- Directed by: Simon Olivier Fecteau Marc-André Lavoie
- Written by: Marc-André Lavoie Simon Olivier Fecteau
- Produced by: Marc-André Lavoie Jean-René Parteneau Simon Olivier Fecteau
- Starring: Rémy Girard Pierre-François Legendre Julie Perreault Isabelle Blais Emmanuel Bilodeau Marie-Laurence Moreau
- Cinematography: Marc-André Lavoie
- Edited by: Simon-Olivier Fecteau Marc-André Lavoie
- Music by: Frédéric Bégin
- Production company: Orange Films
- Distributed by: Seville Pictures
- Release date: August 23, 2007;
- Running time: 88 minutes
- Country: Canada
- Language: French

= Bluff (2007 film) =

Bluff is a 2007 Canadian comedy film. It was directed, written and produced by Simon Olivier Fecteau and Marc-André Lavoie.

The film premiered in August 2007 as the opening film of the Montreal World Film Festival, before going into commercial release in September.

== Plot ==
Taking place almost entirely within a single apartment, the film opens with a building inspector (Jean-Philippe Pearson) finding a shocking discovery in the basement to a building that is about to be destroyed. He contacts the landlord and, as the pair wait for a police officer (Denis Trudel) to show up, the story of this discovery comes uncovered through vignettes depicting the various tenants of the apartment over the previous 15 years.

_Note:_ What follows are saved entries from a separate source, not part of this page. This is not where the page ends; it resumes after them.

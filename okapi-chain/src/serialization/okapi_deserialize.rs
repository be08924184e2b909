use std::{
    collections::{BTreeMap, BTreeSet},
    convert::{TryFrom, TryInto},
    io,
};

use super::{ReadOkapiExt, SerializationError, MAX_PROTOCOL_MESSAGE_LEN};

/// Canonical deserialization for the Okapi verifier wire format.
///
/// This trait provides a generic deserialization for wire-critical formats,
/// such as verifier protocol messages and the ledger types they carry. It is
/// intended for use only in wire-critical contexts; in other contexts, such
/// as internal storage or configuration, it would be preferable to use Serde.
pub trait OkapiDeserialize: Sized {
    /// Try to read `self` from the given `reader`.
    ///
    /// This function has an `okapi_` prefix to alert the reader that the
    /// serialization in use is wire-critical serialization, rather than some
    /// other kind of serialization.
    fn okapi_deserialize<R: io::Read>(reader: R) -> Result<Self, SerializationError>;
}

/// Deserialize a `Vec`, where the number of items is set by a compactsize
/// prefix in the data. This is the most common collection format on the
/// wire.
///
/// See `okapi_deserialize_external_count` for more details, and usage
/// information.
impl<T: OkapiDeserialize + TrustedPreallocate> OkapiDeserialize for Vec<T> {
    fn okapi_deserialize<R: io::Read>(mut reader: R) -> Result<Self, SerializationError> {
        let len = reader.read_compactsize()?.try_into()?;
        okapi_deserialize_external_count(len, reader)
    }
}

/// Implement OkapiDeserialize for Vec<u8> directly instead of using the
/// blanket Vec implementation
///
/// This allows us to optimize the inner loop into a single call to
/// `read_exact()`. Note that we don't implement TrustedPreallocate for u8.
/// This allows the optimization without relying on specialization.
impl OkapiDeserialize for Vec<u8> {
    fn okapi_deserialize<R: io::Read>(mut reader: R) -> Result<Self, SerializationError> {
        let len = reader.read_compactsize()?.try_into()?;
        okapi_deserialize_bytes_external_count(len, reader)
    }
}

/// Deserialize a `Vec` containing `external_count` items.
///
/// Use `okapi_deserialize_external_count` when the array count is determined
/// by other data, or a protocol rule. Use `Vec::okapi_deserialize` for data
/// that contains a compactsize count, followed by the data array.
pub fn okapi_deserialize_external_count<R: io::Read, T: OkapiDeserialize + TrustedPreallocate>(
    external_count: usize,
    mut reader: R,
) -> Result<Vec<T>, SerializationError> {
    match u64::try_from(external_count) {
        Ok(external_count) if external_count > T::max_allocation() => {
            return Err(SerializationError::Parse(
                "Vector longer than max_allocation",
            ))
        }
        Ok(_) => {}
        // As of 2021, usize is less than or equal to 64 bits on all (or almost all?)
        // supported Rust platforms. So in practice this error is impossible. (But the
        // check is required, because Rust is future-proof for 128 bit memory spaces.)
        Err(_) => return Err(SerializationError::Parse("Vector longer than u64::MAX")),
    }
    let mut vec = Vec::with_capacity(external_count);
    for _ in 0..external_count {
        vec.push(T::okapi_deserialize(&mut reader)?);
    }
    Ok(vec)
}

/// `okapi_deserialize_external_count`, specialised for raw bytes.
///
/// This allows us to optimize the inner loop into a single call to
/// `read_exact()`.
pub fn okapi_deserialize_bytes_external_count<R: io::Read>(
    external_count: usize,
    mut reader: R,
) -> Result<Vec<u8>, SerializationError> {
    if external_count > MAX_U8_ALLOCATION {
        return Err(SerializationError::Parse(
            "Byte vector longer than MAX_U8_ALLOCATION",
        ));
    }
    let mut vec = vec![0u8; external_count];
    reader.read_exact(&mut vec)?;
    Ok(vec)
}

/// Read a compactsize-prefixed UTF-8 string.
impl OkapiDeserialize for String {
    fn okapi_deserialize<R: io::Read>(reader: R) -> Result<Self, SerializationError> {
        let bytes: Vec<_> = Vec::okapi_deserialize(reader)?;
        String::from_utf8(bytes).map_err(|_| SerializationError::Parse("invalid utf-8"))
    }
}

/// Read a `bool` from a single strict `0x00`/`0x01` byte.
impl OkapiDeserialize for bool {
    fn okapi_deserialize<R: io::Read>(mut reader: R) -> Result<Self, SerializationError> {
        let mut byte = [0u8; 1];
        reader.read_exact(&mut byte)?;
        match byte[0] {
            0x00 => Ok(false),
            0x01 => Ok(true),
            _ => Err(SerializationError::Parse("non-canonical bool")),
        }
    }
}

/// Read an `Option` from a strict presence byte, then the value if present.
impl<T: OkapiDeserialize> OkapiDeserialize for Option<T> {
    fn okapi_deserialize<R: io::Read>(mut reader: R) -> Result<Self, SerializationError> {
        if bool::okapi_deserialize(&mut reader)? {
            Ok(Some(T::okapi_deserialize(&mut reader)?))
        } else {
            Ok(None)
        }
    }
}

/// Read a `BTreeSet` from a compactsize count, then that many items.
///
/// Duplicate items are rejected as non-canonical. `BTreeSet` insertion does
/// not preallocate, so no `TrustedPreallocate` bound is needed; the count is
/// still capped by the compactsize message-length guard.
impl<T: OkapiDeserialize + Ord> OkapiDeserialize for BTreeSet<T> {
    fn okapi_deserialize<R: io::Read>(mut reader: R) -> Result<Self, SerializationError> {
        let len = reader.read_compactsize()?;
        let mut set = BTreeSet::new();
        for _ in 0..len {
            if !set.insert(T::okapi_deserialize(&mut reader)?) {
                return Err(SerializationError::Parse("duplicate item in serialized set"));
            }
        }
        Ok(set)
    }
}

/// Read a `BTreeMap` from a compactsize entry count, then that many
/// `key, value` pairs.
///
/// Duplicate keys are rejected as non-canonical.
impl<K: OkapiDeserialize + Ord, V: OkapiDeserialize> OkapiDeserialize for BTreeMap<K, V> {
    fn okapi_deserialize<R: io::Read>(mut reader: R) -> Result<Self, SerializationError> {
        let len = reader.read_compactsize()?;
        let mut map = BTreeMap::new();
        for _ in 0..len {
            let key = K::okapi_deserialize(&mut reader)?;
            let value = V::okapi_deserialize(&mut reader)?;
            if map.insert(key, value).is_some() {
                return Err(SerializationError::Parse("duplicate key in serialized map"));
            }
        }
        Ok(map)
    }
}

/// Helper for deserializing more succinctly via type inference
pub trait OkapiDeserializeInto {
    /// Deserialize based on type inference
    fn okapi_deserialize_into<T>(self) -> Result<T, SerializationError>
    where
        T: OkapiDeserialize;
}

impl<R: io::Read> OkapiDeserializeInto for R {
    fn okapi_deserialize_into<T>(self) -> Result<T, SerializationError>
    where
        T: OkapiDeserialize,
    {
        T::okapi_deserialize(self)
    }
}

/// Blind preallocation of a Vec<T: TrustedPreallocate> is based on a bounded
/// length. This is in contrast to blind preallocation of a generic Vec<T>,
/// which is a DOS vector.
///
/// The max_allocation() function provides a loose upper bound on the size of
/// the Vec<T: TrustedPreallocate> which can possibly be received from an
/// honest sender. If this limit is too low, valid messages will be rejected.
pub trait TrustedPreallocate {
    /// Provides a ***loose upper bound*** on the size of the
    /// Vec<T: TrustedPreallocate> which can possibly be received from an
    /// honest sender.
    fn max_allocation() -> u64;
}

/// An absent `Option` takes one byte, so the loose count bound for a vector
/// of `Option`s is the message length itself, whatever the inner type.
impl<T: TrustedPreallocate> TrustedPreallocate for Option<T> {
    fn max_allocation() -> u64 {
        MAX_PROTOCOL_MESSAGE_LEN as u64
    }
}

/// The length of the longest valid `Vec<u8>` that can be received over the
/// wire.
///
/// It takes 5 bytes to encode a compactsize representing any number between
/// 2^16 and (2^32 - 1), so the largest `Vec<u8>` that can be received from an
/// honest sender is (MAX_PROTOCOL_MESSAGE_LEN - 5).
pub(crate) const MAX_U8_ALLOCATION: usize = MAX_PROTOCOL_MESSAGE_LEN - 5;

Vignettes include the stories of Julien (Fecteau), a guy nervously preparing for a job interview with the assistance of his girlfriend (Ève Duranceau); Michel (Alexis Martin and Josée (Isabelle Blais), a couple desperately searching the apartment for a lost painting after learning that it might be worth over $100,000; Nico (Emmanuel Bilodeau) and Céline (Julie Perreault), a couple who have invited Serge (David La Haye) over for a ménage à trois; Patrice (Marc Messier) and Chuck (Nicolas Canuel), a pair of bumbling crooks who attempt to rob the landlord; and Georges (Rémy Girard), an older man who challenges his daughter Julie's (Marie-Laurence Moreau) boyfriend Sébastien (Pierre-François Legendre) to a boxing match in an attempt to prove his claim, believed by absolutely nobody he knows, that he was once a championship boxer.

The cast also includes Gilbert Sicotte and Raymond Bouchard.

== Recognition ==
Bluff was nominated for Best Original Screenplay at the 28th Genie Awards. Bilodeau received a Jutra Award nomination for Best Supporting Actor at the 10th Jutra Awards in 2008.